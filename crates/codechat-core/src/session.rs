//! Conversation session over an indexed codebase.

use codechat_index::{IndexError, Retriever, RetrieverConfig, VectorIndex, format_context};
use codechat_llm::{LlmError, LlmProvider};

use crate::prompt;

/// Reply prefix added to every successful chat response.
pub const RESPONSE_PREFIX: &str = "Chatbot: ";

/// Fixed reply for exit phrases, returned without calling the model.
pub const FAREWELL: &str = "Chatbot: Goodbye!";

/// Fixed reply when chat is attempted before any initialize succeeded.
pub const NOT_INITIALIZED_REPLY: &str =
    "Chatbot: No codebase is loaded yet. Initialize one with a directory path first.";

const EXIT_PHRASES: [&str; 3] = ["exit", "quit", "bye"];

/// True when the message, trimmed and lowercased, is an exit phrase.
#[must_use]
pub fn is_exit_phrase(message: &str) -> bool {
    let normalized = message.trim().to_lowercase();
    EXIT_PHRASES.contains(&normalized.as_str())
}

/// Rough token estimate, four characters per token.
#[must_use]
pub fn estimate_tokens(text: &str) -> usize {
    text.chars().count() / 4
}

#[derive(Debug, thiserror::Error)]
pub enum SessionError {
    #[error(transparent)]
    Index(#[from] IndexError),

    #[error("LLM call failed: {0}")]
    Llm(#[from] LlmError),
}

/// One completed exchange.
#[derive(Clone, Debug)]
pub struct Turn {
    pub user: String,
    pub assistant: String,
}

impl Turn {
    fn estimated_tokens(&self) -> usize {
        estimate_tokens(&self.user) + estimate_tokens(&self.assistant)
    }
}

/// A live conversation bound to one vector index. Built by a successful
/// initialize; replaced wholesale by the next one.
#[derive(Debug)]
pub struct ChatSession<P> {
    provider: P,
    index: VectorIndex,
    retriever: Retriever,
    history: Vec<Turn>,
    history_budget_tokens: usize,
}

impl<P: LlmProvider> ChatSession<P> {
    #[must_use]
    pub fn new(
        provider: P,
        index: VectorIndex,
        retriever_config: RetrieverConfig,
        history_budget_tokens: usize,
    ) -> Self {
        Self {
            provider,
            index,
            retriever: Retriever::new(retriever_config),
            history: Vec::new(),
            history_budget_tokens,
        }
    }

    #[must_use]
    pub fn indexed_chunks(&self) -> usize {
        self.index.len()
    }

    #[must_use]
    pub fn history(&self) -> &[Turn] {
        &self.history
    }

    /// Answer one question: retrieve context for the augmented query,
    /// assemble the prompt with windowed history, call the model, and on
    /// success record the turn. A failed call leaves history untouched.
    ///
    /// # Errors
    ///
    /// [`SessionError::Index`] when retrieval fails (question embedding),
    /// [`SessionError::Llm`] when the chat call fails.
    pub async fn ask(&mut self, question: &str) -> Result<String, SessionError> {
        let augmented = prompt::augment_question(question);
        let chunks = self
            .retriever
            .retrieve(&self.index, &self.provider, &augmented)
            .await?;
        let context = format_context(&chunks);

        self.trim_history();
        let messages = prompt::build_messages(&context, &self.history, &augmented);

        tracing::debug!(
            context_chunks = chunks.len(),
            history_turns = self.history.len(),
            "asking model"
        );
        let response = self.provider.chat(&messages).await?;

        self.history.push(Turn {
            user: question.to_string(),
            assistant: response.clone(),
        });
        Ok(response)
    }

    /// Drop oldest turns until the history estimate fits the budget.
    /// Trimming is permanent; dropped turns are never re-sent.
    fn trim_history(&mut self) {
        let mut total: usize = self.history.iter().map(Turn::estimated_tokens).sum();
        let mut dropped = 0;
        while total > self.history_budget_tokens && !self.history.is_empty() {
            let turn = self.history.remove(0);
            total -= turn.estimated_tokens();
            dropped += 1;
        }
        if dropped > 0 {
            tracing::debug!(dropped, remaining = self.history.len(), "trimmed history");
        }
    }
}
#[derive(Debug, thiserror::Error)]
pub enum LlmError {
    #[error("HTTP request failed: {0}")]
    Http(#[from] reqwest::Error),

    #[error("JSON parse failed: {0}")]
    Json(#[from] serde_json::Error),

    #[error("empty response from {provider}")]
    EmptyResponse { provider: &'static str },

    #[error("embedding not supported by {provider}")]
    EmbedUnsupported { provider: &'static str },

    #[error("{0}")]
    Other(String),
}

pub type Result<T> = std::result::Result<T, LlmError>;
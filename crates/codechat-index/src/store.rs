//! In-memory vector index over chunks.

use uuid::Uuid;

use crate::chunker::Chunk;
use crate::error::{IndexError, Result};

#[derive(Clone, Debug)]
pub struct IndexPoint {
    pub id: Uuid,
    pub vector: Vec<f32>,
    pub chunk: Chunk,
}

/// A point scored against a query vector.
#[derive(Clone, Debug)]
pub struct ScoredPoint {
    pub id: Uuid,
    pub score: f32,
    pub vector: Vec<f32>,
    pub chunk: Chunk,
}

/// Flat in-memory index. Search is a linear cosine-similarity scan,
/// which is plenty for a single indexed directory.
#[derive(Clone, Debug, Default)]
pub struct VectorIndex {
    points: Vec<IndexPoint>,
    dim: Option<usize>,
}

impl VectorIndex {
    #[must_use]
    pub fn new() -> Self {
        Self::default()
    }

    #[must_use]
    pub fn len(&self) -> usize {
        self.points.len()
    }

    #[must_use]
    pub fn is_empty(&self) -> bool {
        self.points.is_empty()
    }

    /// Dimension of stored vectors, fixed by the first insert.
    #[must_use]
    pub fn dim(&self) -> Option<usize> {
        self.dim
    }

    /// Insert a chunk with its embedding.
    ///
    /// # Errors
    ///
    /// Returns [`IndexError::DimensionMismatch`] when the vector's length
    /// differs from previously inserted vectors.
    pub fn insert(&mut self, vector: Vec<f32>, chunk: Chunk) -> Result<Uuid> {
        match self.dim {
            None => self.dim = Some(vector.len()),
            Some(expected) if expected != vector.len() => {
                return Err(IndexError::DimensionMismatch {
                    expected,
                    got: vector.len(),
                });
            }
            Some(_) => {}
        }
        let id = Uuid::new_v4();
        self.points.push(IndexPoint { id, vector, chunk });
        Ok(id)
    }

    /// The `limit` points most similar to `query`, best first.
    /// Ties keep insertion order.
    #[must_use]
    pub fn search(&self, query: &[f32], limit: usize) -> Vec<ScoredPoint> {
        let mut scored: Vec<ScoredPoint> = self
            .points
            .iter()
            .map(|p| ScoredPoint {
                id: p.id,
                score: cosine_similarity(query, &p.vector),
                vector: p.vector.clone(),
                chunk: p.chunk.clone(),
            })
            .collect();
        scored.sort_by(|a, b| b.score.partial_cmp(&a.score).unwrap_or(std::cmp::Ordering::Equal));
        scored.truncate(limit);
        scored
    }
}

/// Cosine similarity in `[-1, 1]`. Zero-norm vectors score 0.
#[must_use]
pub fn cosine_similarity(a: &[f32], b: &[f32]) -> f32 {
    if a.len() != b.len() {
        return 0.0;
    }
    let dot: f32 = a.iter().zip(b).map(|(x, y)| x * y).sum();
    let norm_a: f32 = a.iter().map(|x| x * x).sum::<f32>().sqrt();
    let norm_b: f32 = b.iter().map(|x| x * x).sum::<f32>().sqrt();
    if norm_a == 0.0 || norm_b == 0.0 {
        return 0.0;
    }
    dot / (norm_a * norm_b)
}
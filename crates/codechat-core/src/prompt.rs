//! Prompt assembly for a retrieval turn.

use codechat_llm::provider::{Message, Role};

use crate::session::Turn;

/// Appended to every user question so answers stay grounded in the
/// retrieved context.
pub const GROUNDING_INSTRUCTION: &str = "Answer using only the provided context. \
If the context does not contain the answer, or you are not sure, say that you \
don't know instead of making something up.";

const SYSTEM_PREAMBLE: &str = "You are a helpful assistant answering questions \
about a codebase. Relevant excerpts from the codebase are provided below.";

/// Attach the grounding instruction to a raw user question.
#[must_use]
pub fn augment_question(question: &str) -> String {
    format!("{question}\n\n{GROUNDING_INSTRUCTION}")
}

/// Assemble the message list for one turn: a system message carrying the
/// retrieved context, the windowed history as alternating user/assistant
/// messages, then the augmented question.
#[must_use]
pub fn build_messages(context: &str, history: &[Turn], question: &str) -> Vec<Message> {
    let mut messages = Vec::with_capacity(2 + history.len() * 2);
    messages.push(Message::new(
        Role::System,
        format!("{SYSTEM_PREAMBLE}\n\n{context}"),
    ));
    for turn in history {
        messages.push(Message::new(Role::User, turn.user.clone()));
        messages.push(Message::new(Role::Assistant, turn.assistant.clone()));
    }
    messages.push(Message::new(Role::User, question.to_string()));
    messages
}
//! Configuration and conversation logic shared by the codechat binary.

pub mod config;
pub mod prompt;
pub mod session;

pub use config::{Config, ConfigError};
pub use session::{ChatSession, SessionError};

__________

- ACTIVITY: When the line containing "impl<P: LlmProvider> ChatSession<P>" is reached, include it and stop. Until then, output each line of the entries exactly as given, starting from the first.

- RESPONSE TO THE EXERCISE:
filename crates/codechat-core/src/session.rs
//! Conversation session over an indexed codebase.

use codechat_index::{IndexError, Retriever, RetrieverConfig, VectorIndex, format_context};
use codechat_llm::{LlmError, LlmProvider};

use crate::prompt;

/// Reply prefix added to every successful chat response.
pub const RESPONSE_PREFIX: &str = "Chatbot: ";

/// Fixed reply for exit phrases, returned without calling the model.
pub const FAREWELL: &str = "Chatbot: Goodbye!";

/// Fixed reply when chat is attempted before any initialize succeeded.
pub const NOT_INITIALIZED_REPLY: &str =
    "Chatbot: No codebase is loaded yet. Initialize one with a directory path first.";

const EXIT_PHRASES: [&str; 3] = ["exit", "quit", "bye"];

/// True when the message, trimmed and lowercased, is an exit phrase.
#[must_use]
pub fn is_exit_phrase(message: &str) -> bool {
    let normalized = message.trim().to_lowercase();
    EXIT_PHRASES.contains(&normalized.as_str())
}

/// Rough token estimate, four characters per token.
#[must_use]
pub fn estimate_tokens(text: &str) -> usize {
    text.chars().count() / 4
}

#[derive(Debug, thiserror::Error)]
pub enum SessionError {
    #[error(transparent)]
    Index(#[from] IndexError),

    #[error("LLM call failed: {0}")]
    Llm(#[from] LlmError),
}

/// One completed exchange.
#[derive(Clone, Debug)]
pub struct Turn {
    pub user: String,
    pub assistant: String,
}

impl Turn {
    fn estimated_tokens(&self) -> usize {
        estimate_tokens(&self.user) + estimate_tokens(&self.assistant)
    }
}

/// A live conversation bound to one vector index. Built by a successful
/// initialize; replaced wholesale by the next one.
#[derive(Debug)]
pub struct ChatSession<P> {
    provider: P,
    index: VectorIndex,
    retriever: Retriever,
    history: Vec<Turn>,
    history_budget_tokens: usize,
}

impl<P: LlmProvider> ChatSession<P> {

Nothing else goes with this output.